As PolitiFact.com writes, "the vice presidential debate Thursday night began on a somber note, then quickly turned to lively attacks — with both candidates stretching the truth."
But in much the same way that neither candidate decisively won the debate, neither committed significantly bigger mistakes than the other in the fast-moving and spirited, 90-minute exchange.
As expected, Vice President Biden and GOP vice presidential nominee Paul Ryan both crossed through some heavily disputed territory. They argued over the $716 billion in reduced Medicare spending that's part of the affordable health care law. And they traded barbs over whether the Republican ticket's plan for overhauling Medicare is a "voucher" program that would effectively replace the guaranteed benefit.
NPR walked through those issues — and a few others — in advance of the debate.
One of the freshest issues was the discussion of the attack on the consulate in Libya on Sept. 11. Early explanations from the White House focused on protests in response to an anti-Muslim YouTube video. Ryan challenged Biden on the question of why the consulate wasn't better protected, and Biden said the administration didn't know more security was needed.
"We weren't told they wanted more security," Biden said. "We did not know they wanted more security there."
But The Washington Post's Fact Checker responded quickly to that assertion. It pointed out that that Biden's claim had already been "contradicted by State Department officials just the day before, in testimony before a congressional panel and in unclassified cables released by a congressional committee."
On the same subject, Biden shot back at Ryan about "this lecture" on the issue of embassy security overseas. Biden noted, correctly as several news organizations reported immediately after the debate, that the House budget written by Ryan and the GOP proposed cuts that would have reduced security funding more than $300 million below the State Department's request. Additional funding was added during negotiations with the Democratic-led Senate.
Later, during a long discussion about Syria in which Ryan pressed the case that the Obama administration hasn't handled the crisis properly, Biden and moderator Martha Raddatz pushed the Republican to explain what a Romney White House would do differently. The New York Times, in its fact-checking effort, concluded that in the end Ryan offered little to distinguish Romney's approach from what Obama is currently doing.
Other things picked up by news outlets and independent fact checkers:
— PolitiFact.com notes that Ryan referred to the Obama health care program as a "government takeover" of health care. That's a Republican attack point that's been used for several years. In 2010, PolitiFact called "government takeover of health care" the "lie of the year."
— FactCheck.org writes that "Ryan says Obama turned Medicare into a 'piggy bank.' Not so." It has previously written that "Republicans claim the president's $716 billion 'cuts' to Medicare hurt the program's finances. But the opposite is true. These cuts in the future growth of spending prolong the life of the Medicare trust fund, stretching the program's finances out longer than they would last otherwise."
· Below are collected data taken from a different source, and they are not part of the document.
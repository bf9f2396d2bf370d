/// Resolves the domain of an address through DNS.
///
/// Looks for MX records first and falls back to A/AAAA records. The
/// [`HostResolver`](dnsmx::HostResolver) trait keeps the DNS access
/// swappable; [`validate_host`](dnsmx::validate_host) uses the process-wide
/// resolver.
pub mod dnsmx;

/// Mailbox syntax (RFC 5322 `mailbox`: `addr-spec` or `name-addr`) and the
/// username/domain split.
///
/// # Examples
/// ```
/// use mailsift::validation::syntax::parse_email;
///
/// assert!(parse_email("user.name+tag@example.com").is_ok());
/// assert!(parse_email("Pelé@exämple.中国").is_ok());
/// assert!(parse_email("invalid@ex_mple.com").is_err());
/// ```
pub mod syntax;

/// Blacklist of disposable or scam domains.
pub mod disposable;

pub mod pipeline;
pub mod suffix;
pub mod username;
— The Post's Fact Checker looked at Biden's statement that GOP presidential nominee Mitt Romney once said General Motors should be allowed to go bankrupt. The Post writes that "this statement is drawn from a headline — 'Let Detroit Go Bankrupt' — on an opinion article written by Romney for the New York Times. But he did not say that in the article. (He repeated the line, however, on television.) Although 'bankrupt' often conjures up images of liquidation, Romney called for a 'managed bankruptcy.' This is a process in which the company uses the bankruptcy code to discharge its debts, but emerges from the process a leaner, less leveraged company."
— Ryan got dinged (including by National Journal) for a claim he continues to make despite evidence to the contrary. In defending his Medicare plan, Ryan says he has Democratic support from Sen. Ron Wyden of Oregon. But Wyden has insisted for weeks now that while he did talk with Ryan about the Republican's ideas, he never endorsed them and, in fact, opposes what Ryan has proposed. The senator issued another statement Thursday evening saying that "I believe the Romney/Ryan plan violates the Medicare guarantee and fails the test of bipartisanship."
— Biden misremembered one other thing during the debate. During the discussion about health care, he said, "You know, I heard that death panel argument from Sarah Palin. It seems that every vice presidential debate, I hear this kind of stuff about panels."
In fact, after going back to check the transcripts of the 2008 vice presidential debate, NPR's Julie Rovner confirms that "death panels" did not come up then. Palin didn't start talking about them until the following year. And she wasn't debating Biden then.